WHAT THIS TASK INVOLVES - Scan the entries that follow and copy out every line containing "SeqCst".

EXTRACTED ENTRIES -
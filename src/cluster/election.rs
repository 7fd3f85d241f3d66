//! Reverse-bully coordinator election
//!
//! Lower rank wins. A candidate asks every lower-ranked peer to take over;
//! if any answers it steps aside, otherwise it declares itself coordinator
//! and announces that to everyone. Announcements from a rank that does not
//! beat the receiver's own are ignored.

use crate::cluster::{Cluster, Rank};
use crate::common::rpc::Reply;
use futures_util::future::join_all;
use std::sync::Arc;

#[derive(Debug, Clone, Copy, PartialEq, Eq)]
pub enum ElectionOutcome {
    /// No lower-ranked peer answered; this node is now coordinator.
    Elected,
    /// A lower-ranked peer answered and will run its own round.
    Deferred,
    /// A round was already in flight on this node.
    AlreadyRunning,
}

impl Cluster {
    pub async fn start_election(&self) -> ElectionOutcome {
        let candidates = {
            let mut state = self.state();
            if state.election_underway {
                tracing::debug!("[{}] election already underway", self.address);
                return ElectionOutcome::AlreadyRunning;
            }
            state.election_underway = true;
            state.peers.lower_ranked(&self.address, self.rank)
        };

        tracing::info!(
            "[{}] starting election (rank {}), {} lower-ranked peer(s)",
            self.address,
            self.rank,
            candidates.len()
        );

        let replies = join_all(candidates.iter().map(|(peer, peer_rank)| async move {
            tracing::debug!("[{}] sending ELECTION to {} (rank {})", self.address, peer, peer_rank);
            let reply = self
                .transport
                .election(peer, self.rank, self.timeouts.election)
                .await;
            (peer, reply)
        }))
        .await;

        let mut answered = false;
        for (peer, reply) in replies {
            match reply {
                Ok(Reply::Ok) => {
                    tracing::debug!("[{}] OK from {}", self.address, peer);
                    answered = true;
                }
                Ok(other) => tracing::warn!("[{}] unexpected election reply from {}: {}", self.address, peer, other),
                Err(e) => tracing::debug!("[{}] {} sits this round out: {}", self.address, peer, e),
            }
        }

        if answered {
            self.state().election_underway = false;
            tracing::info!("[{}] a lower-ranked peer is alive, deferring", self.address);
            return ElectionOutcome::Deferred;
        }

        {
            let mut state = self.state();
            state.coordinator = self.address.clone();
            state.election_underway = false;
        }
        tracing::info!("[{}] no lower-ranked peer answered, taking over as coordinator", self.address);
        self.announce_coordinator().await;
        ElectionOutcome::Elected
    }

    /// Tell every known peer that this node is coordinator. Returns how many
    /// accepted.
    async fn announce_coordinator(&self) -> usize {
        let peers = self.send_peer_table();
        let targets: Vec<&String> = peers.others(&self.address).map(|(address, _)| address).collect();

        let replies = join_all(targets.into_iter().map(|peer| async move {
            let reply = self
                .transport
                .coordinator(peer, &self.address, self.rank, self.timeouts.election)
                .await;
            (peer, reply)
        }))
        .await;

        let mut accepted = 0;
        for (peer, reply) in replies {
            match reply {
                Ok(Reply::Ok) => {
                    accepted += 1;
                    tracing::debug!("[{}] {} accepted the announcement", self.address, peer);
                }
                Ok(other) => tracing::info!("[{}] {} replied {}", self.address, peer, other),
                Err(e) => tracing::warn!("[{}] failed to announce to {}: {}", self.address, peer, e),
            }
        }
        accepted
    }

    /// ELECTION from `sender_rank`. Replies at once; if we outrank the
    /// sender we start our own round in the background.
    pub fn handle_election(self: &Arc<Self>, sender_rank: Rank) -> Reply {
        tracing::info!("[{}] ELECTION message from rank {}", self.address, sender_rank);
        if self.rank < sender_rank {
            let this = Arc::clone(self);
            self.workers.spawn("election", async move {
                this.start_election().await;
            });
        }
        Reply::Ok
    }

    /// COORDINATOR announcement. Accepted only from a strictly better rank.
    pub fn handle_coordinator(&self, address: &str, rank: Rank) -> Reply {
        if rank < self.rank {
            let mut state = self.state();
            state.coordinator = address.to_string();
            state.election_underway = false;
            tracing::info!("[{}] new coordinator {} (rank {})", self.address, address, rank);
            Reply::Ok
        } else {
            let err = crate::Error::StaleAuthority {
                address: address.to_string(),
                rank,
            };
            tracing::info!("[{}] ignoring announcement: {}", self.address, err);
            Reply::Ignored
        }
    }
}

---

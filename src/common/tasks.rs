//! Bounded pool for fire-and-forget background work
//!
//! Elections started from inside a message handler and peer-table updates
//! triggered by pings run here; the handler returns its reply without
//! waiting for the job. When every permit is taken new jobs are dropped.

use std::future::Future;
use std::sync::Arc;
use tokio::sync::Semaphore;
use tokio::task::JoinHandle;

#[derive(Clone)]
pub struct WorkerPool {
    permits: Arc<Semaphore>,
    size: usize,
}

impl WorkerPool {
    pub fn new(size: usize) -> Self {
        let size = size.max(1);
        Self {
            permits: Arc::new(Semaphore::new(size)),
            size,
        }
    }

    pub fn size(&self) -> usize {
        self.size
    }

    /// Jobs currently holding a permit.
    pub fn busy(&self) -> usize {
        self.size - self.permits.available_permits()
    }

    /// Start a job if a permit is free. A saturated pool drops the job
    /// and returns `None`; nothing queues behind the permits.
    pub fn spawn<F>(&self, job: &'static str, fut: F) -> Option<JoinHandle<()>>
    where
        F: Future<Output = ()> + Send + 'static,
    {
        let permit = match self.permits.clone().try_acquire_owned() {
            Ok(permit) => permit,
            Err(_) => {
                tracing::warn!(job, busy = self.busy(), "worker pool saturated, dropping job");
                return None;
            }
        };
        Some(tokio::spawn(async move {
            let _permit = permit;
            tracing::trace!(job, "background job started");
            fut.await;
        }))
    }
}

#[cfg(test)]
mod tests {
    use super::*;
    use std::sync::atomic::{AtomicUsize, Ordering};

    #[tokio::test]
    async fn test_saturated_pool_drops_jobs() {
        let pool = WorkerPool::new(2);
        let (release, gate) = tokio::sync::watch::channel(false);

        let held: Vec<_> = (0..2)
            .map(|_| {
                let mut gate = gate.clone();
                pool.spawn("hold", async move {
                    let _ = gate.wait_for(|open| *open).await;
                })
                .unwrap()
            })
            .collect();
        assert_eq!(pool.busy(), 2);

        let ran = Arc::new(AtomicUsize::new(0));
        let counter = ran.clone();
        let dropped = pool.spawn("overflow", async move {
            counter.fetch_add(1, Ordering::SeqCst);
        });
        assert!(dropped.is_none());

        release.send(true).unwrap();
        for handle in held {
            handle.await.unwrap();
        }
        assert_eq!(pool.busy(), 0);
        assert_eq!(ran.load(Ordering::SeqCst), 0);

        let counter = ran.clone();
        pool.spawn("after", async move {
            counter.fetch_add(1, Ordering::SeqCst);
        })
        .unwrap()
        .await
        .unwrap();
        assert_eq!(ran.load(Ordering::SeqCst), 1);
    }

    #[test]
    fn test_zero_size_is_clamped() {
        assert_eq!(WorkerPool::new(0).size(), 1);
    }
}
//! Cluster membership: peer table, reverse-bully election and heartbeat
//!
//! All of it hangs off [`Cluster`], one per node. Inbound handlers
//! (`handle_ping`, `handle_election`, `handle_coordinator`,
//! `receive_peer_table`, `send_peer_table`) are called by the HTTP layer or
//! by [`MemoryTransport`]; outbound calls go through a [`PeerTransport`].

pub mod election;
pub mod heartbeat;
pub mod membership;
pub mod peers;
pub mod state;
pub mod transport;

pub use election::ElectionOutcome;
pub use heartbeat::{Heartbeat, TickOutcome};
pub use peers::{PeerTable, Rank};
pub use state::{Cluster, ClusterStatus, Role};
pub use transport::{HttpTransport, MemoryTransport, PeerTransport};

FINISHED EXERCISE -
            counter.fetch_add(1, Ordering::SeqCst);
        assert_eq!(ran.load(Ordering::SeqCst), 0);
            counter.fetch_add(1, Ordering::SeqCst);
        assert_eq!(ran.load(Ordering::SeqCst), 1);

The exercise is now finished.